In the face of this silliness I feel to call for a new consciousness, a realization that all cultures past belong equally to all peoples of the present. Let’s recognize that pluralism and cosmopolitan lives are only feared by fanatics and fools. Let’s rejoice in our common humanity and choose our cultures by our interests, not our ancestors.

Sunday, December 03, 2006

Frankenstein’s Lawyer

In justice’ battle against repression, Davis County’s high school boundaries fight is a small but instructive tussle. Years of planning, millions in expenses, ten weeks of dedicated and open consideration, produced fair and workable recommendations to be presented in open meetings to the School Board. This is a system, used many many times in many many school boundary changes in counties throughout the state for many many years, but now, Attorney Randy Edward’s claims that the process is against the law. His accusation is at best un-established in court, and in fact totally false. On a technical extrapolation of the Utah Open and Public Meetings Act, Edwards shopped judge Allphin to slap an injunction on the presentation of the boundary recommendations to the School Board. It is ironic that now the “technical” observance of the law allows a single consultant to make submissions to the School Board. Thus Randy Edwards and judge Allphin have created the very monster in fact they sought to slay in fiction. Of course Edwards is enraged by the School Board’s use of this technicality. (A typical neo-lib ploy - “we can cheat but you can’t!”) It is the pompous pretense of the “stop the boundary change” mob that makes Randy’s actions all the more monstrous. His pretended indignation and bogus accusations of lawlessness are repugnant. The simple fact is that he doesn’t want his daughter to go to Viewmont High School. He and his neighbors are school boundary bigots and they have sharked up a judge to “legally lynch” Davis County.


Clarence Thomas referred to the false and political charges stitched together to prevent his conformation as “Legal Lynching”. When the law turns to a fiend set on murdering justice, it becomes a terrible monster.


I have never read Mary Shelly’s book, (Mia Copa) but I don’t believe Dr. F intended to create a monster. The community’s stupidity and bigotry surely added to the disaster – but in the end the creature became a threat. For discussions sake I reference the child killing, master murdering, ugliness of the movies. In the image of that “Frankenstein” I reverence other rotting monstrosities that have been created by legalist fiend factories.
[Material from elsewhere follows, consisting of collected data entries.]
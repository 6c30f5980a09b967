//! Job request options

use serde::{Deserialize, Serialize};

use super::filter::NodeFilter;
use super::{Params, push_joined, push_opt};

/// Arguments passed to a job or script
#[derive(Debug, Clone, PartialEq, Eq, Serialize, Deserialize)]
pub enum ArgString {
    /// Sent as-is
    Raw(String),
    /// Rendered as `-name value` pairs separated by spaces
    Pairs(Vec<(String, String)>),
}

impl ArgString {
    pub fn render(&self) -> String {
        match self {
            ArgString::Raw(raw) => raw.clone(),
            ArgString::Pairs(pairs) => pairs
                .iter()
                .map(|(name, value)| format!("-{} {}", name, value))
                .collect::<Vec<_>>()
                .join(" "),
        }
    }
}

impl From<&str> for ArgString {
    fn from(raw: &str) -> Self {
        ArgString::Raw(raw.to_string())
    }
}

impl From<String> for ArgString {
    fn from(raw: String) -> Self {
        ArgString::Raw(raw)
    }
}

impl<K: Into<String>, V: Into<String>> FromIterator<(K, V)> for ArgString {
    fn from_iter<I: IntoIterator<Item = (K, V)>>(iter: I) -> Self {
        ArgString::Pairs(
            iter.into_iter()
                .map(|(k, v)| (k.into(), v.into()))
                .collect(),
        )
    }
}

/// Log verbosity of a job run
#[derive(Debug, Clone, Copy, PartialEq, Eq, Serialize, Deserialize)]
pub enum LogLevel {
    Debug,
    Verbose,
    Info,
    Warn,
    Error,
}

impl std::fmt::Display for LogLevel {
    fn fmt(&self, f: &mut std::fmt::Formatter<'_>) -> std::fmt::Result {
        let level = match self {
            LogLevel::Debug => "DEBUG",
            LogLevel::Verbose => "VERBOSE",
            LogLevel::Info => "INFO",
            LogLevel::Warn => "WARN",
            LogLevel::Error => "ERROR",
        };
        f.write_str(level)
    }
}

/// Options for running a job
#[derive(Debug, Clone, Default, PartialEq, Eq, Serialize, Deserialize)]
pub struct RunJobOptions {
    pub arg_string: Option<ArgString>,
    pub log_level: Option<LogLevel>,
    /// Run as another user (requires runAs permission)
    pub as_user: Option<String>,
    pub node_filter: NodeFilter,
}

impl RunJobOptions {
    pub fn to_params(&self) -> Params {
        let mut params = Params::new();
        if let Some(arg_string) = &self.arg_string {
            params.push(("argString".to_string(), arg_string.render()));
        }
        push_opt(&mut params, "loglevel", self.log_level.as_ref());
        push_opt(&mut params, "asUser", self.as_user.as_ref());
        self.node_filter.append_params(&mut params);
        params
    }
}

/// Filters for listing or exporting jobs
#[derive(Debug, Clone, Default, PartialEq, Eq, Serialize, Deserialize)]
pub struct JobQuery {
    /// Job IDs to include
    pub idlist: Vec<String>,
    /// Group path prefix, `*` for all groups or `-` for top level only
    pub group_path: Option<String>,
    /// Substring match on the job name
    pub job_filter: Option<String>,
    /// Exact job name
    pub job_exact_filter: Option<String>,
    /// Exact group path, or `-` for top level only
    pub group_path_exact: Option<String>,
}

impl JobQuery {
    /// Matches a job by its exact name
    pub fn exact_name(name: impl Into<String>) -> Self {
        Self {
            job_exact_filter: Some(name.into()),
            ..Default::default()
        }
    }

    /// Lowest API version able to serve this query
    pub fn required_version(&self) -> u32 {
        if self.job_exact_filter.is_some() || self.group_path_exact.is_some() {
            2
        } else {
            1
        }
    }

    pub fn to_params(&self) -> Params {
        let mut params = Params::new();
        push_joined(&mut params, "idlist", &self.idlist);
        push_opt(&mut params, "groupPath", self.group_path.as_ref());
        push_opt(&mut params, "jobFilter", self.job_filter.as_ref());
        push_opt(&mut params, "jobExactFilter", self.job_exact_filter.as_ref());
        push_opt(&mut params, "groupPathExact", self.group_path_exact.as_ref());
        params
    }
}

/// Format of job definition and resource model documents
#[derive(Debug, Clone, Copy, PartialEq, Eq, Serialize, Deserialize)]
pub enum DocumentFormat {
    Xml,
    Yaml,
}

impl DocumentFormat {
    pub fn as_str(&self) -> &'static str {
        match self {
            DocumentFormat::Xml => "xml",
            DocumentFormat::Yaml => "yaml",
        }
    }

    /// Derives the format from a file extension, case-insensitively
    pub fn from_extension(extension: &str) -> Option<Self> {
        match extension.to_ascii_lowercase().as_str() {
            "xml" => Some(DocumentFormat::Xml),
            "yaml" | "yml" => Some(DocumentFormat::Yaml),
            _ => None,
        }
    }
}

impl std::fmt::Display for DocumentFormat {
    fn fmt(&self, f: &mut std::fmt::Formatter<'_>) -> std::fmt::Result {
        f.write_str(self.as_str())
    }
}

/// What to do when an imported job already exists
#[derive(Debug, Clone, Copy, PartialEq, Eq, Serialize, Deserialize)]
pub enum DupeOption {
    Skip,
    Create,
    Update,
}

impl std::fmt::Display for DupeOption {
    fn fmt(&self, f: &mut std::fmt::Formatter<'_>) -> std::fmt::Result {
        f.write_str(match self {
            DupeOption::Skip => "skip",
            DupeOption::Create => "create",
            DupeOption::Update => "update",
        })
    }
}

/// Whether imported jobs keep their UUIDs
#[derive(Debug, Clone, Copy, PartialEq, Eq, Serialize, Deserialize)]
pub enum UuidOption {
    Preserve,
    Remove,
}

impl std::fmt::Display for UuidOption {
    fn fmt(&self, f: &mut std::fmt::Formatter<'_>) -> std::fmt::Result {
        f.write_str(match self {
            UuidOption::Preserve => "preserve",
            UuidOption::Remove => "remove",
        })
    }
}

/// Options for importing job definitions
#[derive(Debug, Clone, Default, PartialEq, Eq, Serialize, Deserialize)]
pub struct ImportOptions {
    /// Definition format; the server assumes XML when unset
    pub format: Option<DocumentFormat>,
    pub dupe_option: Option<DupeOption>,
    /// Project all definitions are imported into; otherwise each definition names its own
    pub project: Option<String>,
    pub uuid_option: Option<UuidOption>,
}

impl ImportOptions {
    /// Form fields, excluding the definition document itself
    pub fn to_params(&self) -> Params {
        let mut params = Params::new();
        push_opt(&mut params, "format", self.format.as_ref());
        push_opt(&mut params, "dupeOption", self.dupe_option.as_ref());
        push_opt(&mut params, "project", self.project.as_ref());
        push_opt(&mut params, "uuidOption", self.uuid_option.as_ref());
        params
    }
}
Consider the disaster of Utah’s Legacy Highway; held up for ten years and tens of millions of dollars to satisfy a lawyer’s monstrous hubris.


Consider the boundless resources of Alaska’s North Slope, monstrously withheld from our nation; while soaring energy prices deepen the suffering of poverty, stifle economic growth, and fills the war chests of terrorists.


In Bountiful Utah, a rotting lawyer calls for the release of a murder because policemen, responding to a request to check on the welfare of a woman, found her body stuffed in a freezer. Because the police found the corpse before they had a search warrant, the murderous son, who stuffed the body in his mother’s own freezer, may be freed to prey on society again.


Remember Al Gore’s putrid performance after the 2000 presidential election.


Now in a fiendish exhibition legal monstrosity, lawyers mob the Supreme Court, seeking to force the government to regulate C O2 emissions. We’re soon to be taxed for breathing!


And what about Ramsey Clark? Once the Attorney General of the United States, who has taken his perverse hatred of America to Baghdad seeking to question the legitimacy of the Constitution of Iraq in order to place a monster once more in power there.


When the law turns destructive of those people and institutions it was made to serve, when it begins to decay; our response probably should not be to march to the castle with torches and ropes but we should surely question the integrity of those who misapply their skills to make monsters.